What is required:
Work out how many lines in the data include the string "ChangeError"; reply with that number alone.

━━━ Information supplied ━━━

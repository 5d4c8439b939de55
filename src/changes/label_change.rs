use bincode::{Decode, Encode};
use snafu::prelude::*;

use crate::changes::change::ApplySnafu;
use crate::changes::{BaseChange, ChangeError, ChangeTrait};
use crate::tree::{IdPath, ROOT_ID, RootEntry};

/// Label put on the whole project history.
///
/// A global label affects every entry; a non-global one is a plain marker
/// that affects none. Neither touches the tree.
#[derive(Debug, Clone, PartialEq, Eq, Encode, Decode)]
pub struct PutLabelChange {
    label: String,
    timestamp: i64,
    is_global: bool,
}

impl PutLabelChange {
    pub fn new(timestamp: i64, label: impl Into<String>, is_global: bool) -> Self {
        PutLabelChange {
            label: label.into(),
            timestamp,
            is_global,
        }
    }

    pub fn label(&self) -> &str {
        &self.label
    }

    pub fn timestamp(&self) -> i64 {
        self.timestamp
    }

    pub fn is_global(&self) -> bool {
        self.is_global
    }
}

impl ChangeTrait for PutLabelChange {
    fn apply_to(&mut self, _tree: &mut RootEntry) -> Result<(), ChangeError> {
        Ok(())
    }

    fn revert_on(&self, _tree: &mut RootEntry) -> Result<(), ChangeError> {
        Ok(())
    }

    fn affected_id_paths(&self) -> &[IdPath] {
        &[]
    }

    fn is_structural(&self) -> bool {
        false
    }

    fn affects(&self, _entry: &IdPath) -> bool {
        self.is_global
    }

    fn affects_only(&self, entry: &IdPath) -> bool {
        self.is_global && entry.leaf() == ROOT_ID
    }
}

/// Label put on one entry. It affects the entry and everything below it.
#[derive(Debug, Clone, PartialEq, Eq, Encode, Decode)]
pub struct PutEntryLabelChange {
    base: BaseChange,
    label: String,
    timestamp: i64,
    is_global: bool,
}

impl PutEntryLabelChange {
    pub fn new(
        timestamp: i64,
        path: impl Into<String>,
        label: impl Into<String>,
        is_global: bool,
    ) -> Self {
        PutEntryLabelChange {
            base: BaseChange::new(path),
            label: label.into(),
            timestamp,
            is_global,
        }
    }

    pub fn path(&self) -> &str {
        self.base.path()
    }

    pub fn label(&self) -> &str {
        &self.label
    }

    pub fn timestamp(&self) -> i64 {
        self.timestamp
    }

    pub fn is_global(&self) -> bool {
        self.is_global
    }
}

impl ChangeTrait for PutEntryLabelChange {
    fn apply_to(&mut self, tree: &mut RootEntry) -> Result<(), ChangeError> {
        let id_path = tree.id_path(self.base.path()).context(ApplySnafu {
            path: self.base.path(),
        })?;
        self.base.record(vec![id_path]);
        Ok(())
    }

    fn revert_on(&self, _tree: &mut RootEntry) -> Result<(), ChangeError> {
        self.base.ensure_applied()
    }

    fn affected_id_paths(&self) -> &[IdPath] {
        self.base.affected_id_paths()
    }

    fn is_structural(&self) -> bool {
        false
    }

    fn affects(&self, entry: &IdPath) -> bool {
        self.is_global
            || self
                .base
                .affected_id_paths()
                .iter()
                .any(|labeled| entry.starts_with(labeled))
    }

    fn affects_only(&self, entry: &IdPath) -> bool {
        if self.is_global {
            return entry.leaf() == ROOT_ID;
        }
        let paths = self.base.affected_id_paths();
        !paths.is_empty() && paths.iter().all(|labeled| labeled.contains(entry.leaf()))
    }
}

━━━

Answer section:
5